[AArch64] Reduce number of callee-save save/restores.
Summary:
Before this change, callee-save registers would be rounded up to even
pairs of GPRs and FPRs. This change eliminates these extra padding
load/stores, though it does keep the stack allocation the same size
unless both the GPR and FPR sets have an odd size, in which case one
full pair stack slot (16 bytes) is saved.
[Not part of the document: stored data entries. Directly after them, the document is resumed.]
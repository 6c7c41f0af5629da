//! Scheduler (C10): reads the static + daily job catalogue from YAML,
//! attaches each enabled job to a cron or fixed-interval trigger, and runs
//! until SIGINT/SIGTERM. Every job body is guarded so an invocation that's
//! still running when its trigger fires again is skipped rather than
//! allowed to overlap (`tokio-cron-scheduler` has no built-in max_instances,
//! so the guard is a plain per-job-id running set).

use std::collections::{HashMap, HashSet};
use std::path::Path;
use std::sync::atomic::{AtomicBool, Ordering};
use std::sync::{Arc, Mutex};
use std::time::Duration;

use anyhow::{Context, Result};
use tokio::signal::unix::{signal, SignalKind};
use tokio_cron_scheduler::{Job, JobScheduler};

use crate::config::{self, JobDef, JobTrigger};
use crate::jobs::{self, JobContext, LeagueSeason};

fn env_flag(name: &str, default: bool) -> bool {
    match std::env::var(name) {
        Ok(v) => matches!(v.to_lowercase().as_str(), "1" | "true" | "yes" | "on"),
        Err(_) => default,
    }
}

/// Inherits tracked leagues/season from the daily config for any
/// `bootstrap_leagues`/`bootstrap_teams` job whose own filters/mode don't
/// name them explicitly — mirroring how the daily list is the source of
/// truth for what's tracked at all.
fn tracked_pairs_for_job(job: &JobDef, jobs_dir: &Path) -> Vec<LeagueSeason> {
    let explicit_ids: Vec<i64> = job
        .filters
        .get("tracked_leagues")
        .or_else(|| job.mode.get("tracked_leagues"))
        .and_then(|v| v.as_sequence())
        .map(|seq| seq.iter().filter_map(|x| x.as_i64()).collect())
        .unwrap_or_default();

    let explicit_season = job.params.get("season").and_then(|v| v.as_i64());

    let (daily_ids, daily_season) = config::daily_tracked_leagues(jobs_dir);
    let ids: Vec<i64> = if explicit_ids.is_empty() { daily_ids.into_iter().collect() } else { explicit_ids };
    let season = explicit_season.or(daily_season);

    match season {
        Some(s) => ids.into_iter().map(|id| LeagueSeason { league_id: id, season: s }).collect(),
        None => Vec::new(),
    }
}

async fn bootstrap_static_on_start(ctx: &JobContext) {
    if !env_flag("BOOTSTRAP_STATIC_ON_START", true) {
        tracing::info!("bootstrap_static_on_start_disabled");
        return;
    }
    if jobs::bootstrap::countries_table_empty(&ctx.pool).await {
        tracing::info!("bootstrap_countries_on_start");
        if let Err(e) = jobs::bootstrap::bootstrap_countries(ctx).await {
            tracing::warn!(err = %e, "bootstrap_countries_on_start_failed");
        }
    }
    if jobs::bootstrap::timezones_table_empty(&ctx.pool).await {
        tracing::info!("bootstrap_timezones_on_start");
        if let Err(e) = jobs::bootstrap::bootstrap_timezones(ctx).await {
            tracing::warn!(err = %e, "bootstrap_timezones_on_start_failed");
        }
    }
}

/// Dispatches one job invocation by id, skipping silently (with a log line)
/// if the previous invocation of the same job id hasn't finished yet.
async fn run_job_by_id(ctx: Arc<JobContext>, job: JobDef, pairs: Vec<LeagueSeason>) {
    tracing::info!(job_id = %job.job_id, job_type = %job.job_type, "job_started");
    let result = dispatch(&ctx, &job, &pairs).await;
    match result {
        Ok(()) => tracing::info!(job_id = %job.job_id, "job_complete"),
        Err(e) => tracing::error!(job_id = %job.job_id, err = %e, "job_failed"),
    }
}

pub(crate) async fn dispatch(ctx: &JobContext, job: &JobDef, pairs: &[LeagueSeason]) -> Result<()> {
    match job.job_id.as_str() {
        "bootstrap_countries" => jobs::bootstrap::bootstrap_countries(ctx).await,
        "bootstrap_timezones" => jobs::bootstrap::bootstrap_timezones(ctx).await,
        "bootstrap_leagues" => {
            let season = job.params.get("season").and_then(|v| v.as_i64()).context("bootstrap_leagues requires params.season")?;
            let tracked: HashSet<i64> = pairs.iter().map(|p| p.league_id).collect();
            jobs::bootstrap::bootstrap_leagues(ctx, season, &tracked).await
        }
        "bootstrap_teams" => {
            let season = job.params.get("season").and_then(|v| v.as_i64()).context("bootstrap_teams requires params.season")?;
            let tracked: HashSet<i64> = pairs.iter().map(|p| p.league_id).collect();
            jobs::bootstrap::bootstrap_teams(ctx, season, &tracked).await
        }
        "daily_fixtures_by_date" => jobs::daily_fixtures::run_global_by_date(ctx).await,
        "daily_fixtures_per_league" => jobs::daily_fixtures::run_per_league(ctx, pairs).await,
        "daily_standings" => {
            let batch_size = job.mode.get("max_leagues_per_run").and_then(|v| v.as_i64());
            match batch_size {
                Some(n) => jobs::daily_standings::run_round_robin(ctx, &job.job_id, pairs, n as usize).await,
                None => jobs::daily_standings::run_full(ctx, pairs).await,
            }
        }
        "injuries_hourly" => jobs::injuries_hourly::run(ctx, pairs).await,
        "top_scorers_daily" => jobs::leaderboards::top_scorers_daily(ctx, pairs).await,
        "team_statistics_refresh" => {
            let refresh_hours = job.mode.get("refresh_interval_hours").and_then(|v| v.as_i64()).unwrap_or(24);
            let max_per_run = job.mode.get("max_per_run").and_then(|v| v.as_i64()).unwrap_or(50);
            jobs::leaderboards::team_statistics_refresh(ctx, pairs, refresh_hours, max_per_run).await
        }
        "fixture_details_recent_finalize" => jobs::fixture_details::run(ctx, jobs::fixture_details::Window::RecentFinalize, 200).await,
        "fixture_details_backfill_90d" => jobs::fixture_details::run(ctx, jobs::fixture_details::Window::RollingDays(90), 100).await,
        "fixture_details_backfill_season" => {
            for pair in pairs {
                jobs::fixture_details::run(ctx, jobs::fixture_details::Window::WholeSeason { league_id: pair.league_id, season: pair.season }, 100).await?;
            }
            Ok(())
        }
        "fixtures_backfill_league_season" => {
            for pair in pairs {
                jobs::backfill::fixtures_backfill_league_season(ctx, &job.job_id, pair.league_id, pair.season).await?;
            }
            Ok(())
        }
        "standings_backfill_league_season" => {
            for pair in pairs {
                jobs::backfill::standings_backfill_league_season(ctx, &job.job_id, pair.league_id, pair.season).await?;
            }
            Ok(())
        }
        "season_rollover_watch" => jobs::season_rollover::run(ctx, pairs).await,
        "stale_live_refresh" => {
            let stale_after = job.mode.get("stale_after_minutes").and_then(|v| v.as_i64()).unwrap_or(10);
            let max_per_run = job.mode.get("max_per_run").and_then(|v| v.as_i64()).unwrap_or(100);
            jobs::stale_live_refresh::run(ctx, stale_after, max_per_run).await
        }
        "stale_scheduled_finalize" => {
            let overdue_after = job.mode.get("overdue_after_minutes").and_then(|v| v.as_i64()).unwrap_or(180);
            let max_per_run = job.mode.get("max_per_run").and_then(|v| v.as_i64()).unwrap_or(100);
            jobs::stale_scheduled_finalize::run(ctx, overdue_after, max_per_run).await
        }
        "auto_finish_stale_fixtures" => {
            let threshold_hours = job.mode.get("threshold_hours").and_then(|v| v.as_i64()).unwrap_or(3);
            let safety_lag_hours = job.mode.get("safety_lag_hours").and_then(|v| v.as_i64()).unwrap_or(1);
            let max_per_run = job.mode.get("max_per_run").and_then(|v| v.as_i64()).unwrap_or(50);
            let refetch_enabled = job.mode.get("refetch_enabled").and_then(|v| v.as_bool()).unwrap_or(true);
            jobs::auto_finish::auto_finish_stale_fixtures(ctx, threshold_hours, safety_lag_hours, max_per_run, refetch_enabled).await
        }
        "auto_finish_verification" => {
            let daily_quota = job.mode.get("daily_quota").and_then(|v| v.as_i64()).unwrap_or(200);
            jobs::auto_finish::auto_finish_verification(ctx, daily_quota, 0).await
        }
        other => anyhow::bail!("unknown job id: {other}"),
    }
}

fn to_trigger_spec(trigger: &JobTrigger) -> (Option<String>, Option<u64>) {
    match trigger {
        JobTrigger::Cron { cron } => (Some(cron.clone()), None),
        JobTrigger::Interval { seconds } => (None, Some(*seconds)),
    }
}

pub async fn run(ctx: JobContext) -> Result<()> {
    let ctx = Arc::new(ctx);
    bootstrap_static_on_start(&ctx).await;

    let jobs_dir = config::jobs_dir();
    let mut job_defs = Vec::new();
    for file in ["static.yaml", "daily.yaml"] {
        let path = jobs_dir.join(file);
        if let Ok(jf) = config::load_job_file(&path) {
            job_defs.extend(jf.jobs);
        }
    }

    let enabled: Vec<JobDef> = job_defs.into_iter().filter(|j| j.enabled && j.job_type != "live_loop").collect();
    if enabled.is_empty() {
        tracing::warn!("no_enabled_jobs");
    }

    let sched = JobScheduler::new().await.context("creating job scheduler")?;
    let running: Arc<Mutex<HashMap<String, Arc<AtomicBool>>>> = Arc::new(Mutex::new(HashMap::new()));

    for job_def in enabled {
        let Some(trigger) = job_def.interval.as_ref() else {
            tracing::warn!(job_id = %job_def.job_id, "job_missing_interval_skipped");
            continue;
        };
        let (cron, interval_secs) = to_trigger_spec(trigger);
        let pairs = tracked_pairs_for_job(&job_def, &jobs_dir);

        let job_id_label = job_def.job_id.clone();
        let flag = running.lock().unwrap().entry(job_id_label.clone()).or_insert_with(|| Arc::new(AtomicBool::new(false))).clone();

        let ctx_for_job = ctx.clone();
        let job_def_for_closure = job_def.clone();
        let pairs_for_closure = pairs.clone();

        let make_body = move || {
            let ctx = ctx_for_job.clone();
            let job_def = job_def_for_closure.clone();
            let pairs = pairs_for_closure.clone();
            let flag = flag.clone();
            Box::pin(async move {
                if flag.swap(true, Ordering::SeqCst) {
                    tracing::info!(job_id = %job_def.job_id, "job_skipped_still_running");
                    return;
                }
                run_job_by_id(ctx, job_def, pairs).await;
                flag.store(false, Ordering::SeqCst);
            }) as std::pin::Pin<Box<dyn std::future::Future<Output = ()> + Send>>
        };

        let scheduled_job = match (cron, interval_secs) {
            (Some(expr), _) => Job::new_async(expr.as_str(), move |_uuid, _l| make_body())
                .with_context(|| format!("invalid cron expression for job {}", job_id_label))?,
            (None, Some(secs)) => Job::new_repeated_async(Duration::from_secs(secs), move |_uuid, _l| make_body()),
            (None, None) => {
                tracing::warn!(job_id = %job_id_label, "job_invalid_interval_skipped");
                continue;
            }
        };

        sched.add(scheduled_job).await.context("adding job to scheduler")?;
        tracing::info!(job_id = %job_id_label, "job_scheduled");
    }

    sched.start().await.context("starting scheduler")?;
    tracing::info!("scheduler_started");

    let mut sigterm = signal(SignalKind::terminate()).context("installing SIGTERM handler")?;
    tokio::select! {
        _ = tokio::signal::ctrl_c() => tracing::info!("shutdown_signal_received (SIGINT)"),
        _ = sigterm.recv() => tracing::info!("shutdown_signal_received (SIGTERM)"),
    }

    sched.shutdown().await.context("stopping scheduler")?;
    tracing::info!("scheduler_stopped");
    Ok(())
}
This optimization cannot currently be done for MachO targets since they
rely on a fast-path .debug_frame equivalent that can only encode
callee-save registers as pairs.
Reviewers: t.p.northover, rengolin, mcrosier, jmolloy
Subscribers: aemerson, rengolin, mcrosier, llvm-commits
Differential Revision: http://reviews.llvm.org/D17000
llvm-svn: 260689
diff --git a/llvm/test/CodeGen/AArch64/aarch64-dynamic-stack-layout.ll b/llvm/test/CodeGen/AArch64/aarch64-dynamic-stack-layout.ll
index 1820b81..6520b16 100644
--- a/llvm/test/CodeGen/AArch64/aarch64-dynamic-stack-layout.ll
+++ b/llvm/test/CodeGen/AArch64/aarch64-dynamic-stack-layout.ll
@@ -1,4 +1,5 @@
; RUN: llc -verify-machineinstrs -mtriple=aarch64-none-linux-gnu -disable-post-ra < %s | FileCheck %s
+; RUN: llc -verify-machineinstrs -mtriple=arm64-apple-ios -disable-post-ra < %s | FileCheck %s --check-prefix=CHECK-MACHO
; This test aims to check basic correctness of frame layout &
; frame access code. There are 8 functions in this test file,
@@ -97,7 +98,7 @@
; CHECK-LABEL: novla_nodynamicrealign_call
; CHECK: .cfi_startproc
; Check that used callee-saved registers are saved
-; CHECK: stp x20, x19, [sp, #-32]!
+; CHECK: str x19, [sp, #-32]!
; Check that the frame pointer is created:
; CHECK: stp x29, x30, [sp, #16]
; CHECK: add x29, sp, #16
@@ -105,8 +106,7 @@
; CHECK: .cfi_def_cfa w29, 16
; CHECK: .cfi_offset w30, -8
; CHECK: .cfi_offset w29, -16
-; CHECK: .cfi_offset w19, -24
-; CHECK: .cfi_offset w20, -32
+; CHECK: .cfi_offset w19, -32
; Check correct access to arguments passed on the stack, through frame pointer
; CHECK: ldr d[[DARG:[0-9]+]], [x29, #40]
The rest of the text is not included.